Action item:
When you reach the records, transcribe all of them exactly.

Available data:
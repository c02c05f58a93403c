//! Database errors

use geovault_types::GeovaultError;
use sqlx::error::ErrorKind;
use thiserror::Error;

use crate::migrate::MigrationError;

/// Result type for storage operations
pub type DbResult<T> = Result<T, DbError>;

/// Database errors
#[derive(Error, Debug)]
pub enum DbError {
    /// A write was rejected by a uniqueness or referential constraint
    #[error("constraint violation: {0}")]
    Constraint(ConstraintViolation),

    /// Schema revision chain or target is inconsistent
    #[error("migration error: {0}")]
    Migration(#[from] MigrationError),

    /// Record not found
    #[error("record not found")]
    NotFound,

    /// Structured column could not be encoded
    #[error("serialization error: {0}")]
    Serialization(#[from] serde_json::Error),

    /// Input rejected before it reached the database
    #[error("validation error: {0}")]
    Validation(#[from] GeovaultError),

    /// Any other SQLx error
    #[error("database error: {0}")]
    Sqlx(#[source] sqlx::Error),
}

impl DbError {
    /// Returns the constraint violation, if this error is one
    pub fn constraint(&self) -> Option<&ConstraintViolation> {
        match self {
            Self::Constraint(violation) => Some(violation),
            _ => None,
        }
    }

    /// Check whether this error is a uniqueness violation (e.g. duplicate email)
    pub fn is_unique_violation(&self) -> bool {
        self.constraint()
            .is_some_and(|v| v.kind == ConstraintKind::Unique)
    }

    /// Check whether this error is a dangling foreign key
    pub fn is_foreign_key_violation(&self) -> bool {
        self.constraint()
            .is_some_and(|v| v.kind == ConstraintKind::ForeignKey)
    }
}

impl From<sqlx::Error> for DbError {
    fn from(err: sqlx::Error) -> Self {
        if let Some(db_err) = err.as_database_error() {
            let kind = match db_err.kind() {
                ErrorKind::UniqueViolation => Some(ConstraintKind::Unique),
                ErrorKind::ForeignKeyViolation => Some(ConstraintKind::ForeignKey),
                ErrorKind::NotNullViolation => Some(ConstraintKind::NotNull),
                ErrorKind::CheckViolation => Some(ConstraintKind::Check),
                _ => None,
            };
            if let Some(kind) = kind {
                return Self::Constraint(ConstraintViolation {
                    kind,
                    constraint: db_err.constraint().map(str::to_owned),
                    message: db_err.message().to_owned(),
                });
            }
        }
        Self::Sqlx(err)
    }
}

/// Kind of violated constraint
#[derive(Debug, Clone, Copy, PartialEq, Eq)]
pub enum ConstraintKind {
    Unique,
    ForeignKey,
    NotNull,
    Check,
}

impl std::fmt::Display for ConstraintKind {
    fn fmt(&self, f: &mut std::fmt::Formatter<'_>) -> std::fmt::Result {
        match self {
            Self::Unique => write!(f, "unique"),
            Self::ForeignKey => write!(f, "foreign key"),
            Self::NotNull => write!(f, "not null"),
            Self::Check => write!(f, "check"),
        }
    }
}

/// A write rejected by the storage layer
#[derive(Debug, Clone, PartialEq, Eq)]
pub struct ConstraintViolation {
    pub kind: ConstraintKind,
    /// Constraint name, when the driver reports one
    pub constraint: Option<String>,
    /// Driver message
    pub message: String,
}

impl std::fmt::Display for ConstraintViolation {
    fn fmt(&self, f: &mut std::fmt::Formatter<'_>) -> std::fmt::Result {
        match &self.constraint {
            Some(name) => write!(f, "{} ({name}): {}", self.kind, self.message),
            None => write!(f, "{}: {}", self.kind, self.message),
        }
    }
}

Exercise output:
repository c02c05f58a93403c
//! Database errors

use geovault_types::GeovaultError;
use sqlx::error::ErrorKind;
use thiserror::Error;

use crate::migrate::MigrationError;

/// Result type for storage operations
pub type DbResult<T> = Result<T, DbError>;

/// Database errors
#[derive(Error, Debug)]
pub enum DbError {
    /// A write was rejected by a uniqueness or referential constraint
    #[error("constraint violation: {0}")]
    Constraint(ConstraintViolation),

    /// Schema revision chain or target is inconsistent
    #[error("migration error: {0}")]
    Migration(#[from] MigrationError),

    /// Record not found
    #[error("record not found")]
    NotFound,

    /// Structured column could not be encoded
    #[error("serialization error: {0}")]
    Serialization(#[from] serde_json::Error),

    /// Input rejected before it reached the database
    #[error("validation error: {0}")]
    Validation(#[from] GeovaultError),

    /// Any other SQLx error
    #[error("database error: {0}")]
    Sqlx(#[source] sqlx::Error),
}

impl DbError {
    /// Returns the constraint violation, if this error is one
    pub fn constraint(&self) -> Option<&ConstraintViolation> {
        match self {
            Self::Constraint(violation) => Some(violation),
            _ => None,
        }
    }

    /// Check whether this error is a uniqueness violation (e.g. duplicate email)
    pub fn is_unique_violation(&self) -> bool {
        self.constraint()
            .is_some_and(|v| v.kind == ConstraintKind::Unique)
    }

    /// Check whether this error is a dangling foreign key
    pub fn is_foreign_key_violation(&self) -> bool {
        self.constraint()
            .is_some_and(|v| v.kind == ConstraintKind::ForeignKey)
    }
}

impl From<sqlx::Error> for DbError {
    fn from(err: sqlx::Error) -> Self {
        if let Some(db_err) = err.as_database_error() {
            let kind = match db_err.kind() {
                ErrorKind::UniqueViolation => Some(ConstraintKind::Unique),
                ErrorKind::ForeignKeyViolation => Some(ConstraintKind::ForeignKey),
                ErrorKind::NotNullViolation => Some(ConstraintKind::NotNull),
                ErrorKind::CheckViolation => Some(ConstraintKind::Check),
                _ => None,
            };
            if let Some(kind) = kind {
                return Self::Constraint(ConstraintViolation {
                    kind,
                    constraint: db_err.constraint().map(str::to_owned),
                    message: db_err.message().to_owned(),
                });
            }
        }
        Self::Sqlx(err)
    }
}

/// Kind of violated constraint
#[derive(Debug, Clone, Copy, PartialEq, Eq)]
pub enum ConstraintKind {
    Unique,
    ForeignKey,
    NotNull,
    Check,
}

impl std::fmt::Display for ConstraintKind {
    fn fmt(&self, f: &mut std::fmt::Formatter<'_>) -> std::fmt::Result {
        match self {
            Self::Unique => write!(f, "unique"),
            Self::ForeignKey => write!(f, "foreign key"),
            Self::NotNull => write!(f, "not null"),
            Self::Check => write!(f, "check"),
        }
    }
}

/// A write rejected by the storage layer
#[derive(Debug, Clone, PartialEq, Eq)]
pub struct ConstraintViolation {
    pub kind: ConstraintKind,
    /// Constraint name, when the driver reports one
    pub constraint: Option<String>,
    /// Driver message
    pub message: String,
}

impl std::fmt::Display for ConstraintViolation {
    fn fmt(&self, f: &mut std::fmt::Formatter<'_>) -> std::fmt::Result {
        match &self.constraint {
            Some(name) => write!(f, "{} ({name}): {}", self.kind, self.message),
            None => write!(f, "{}: {}", self.kind, self.message),
        }
    }
}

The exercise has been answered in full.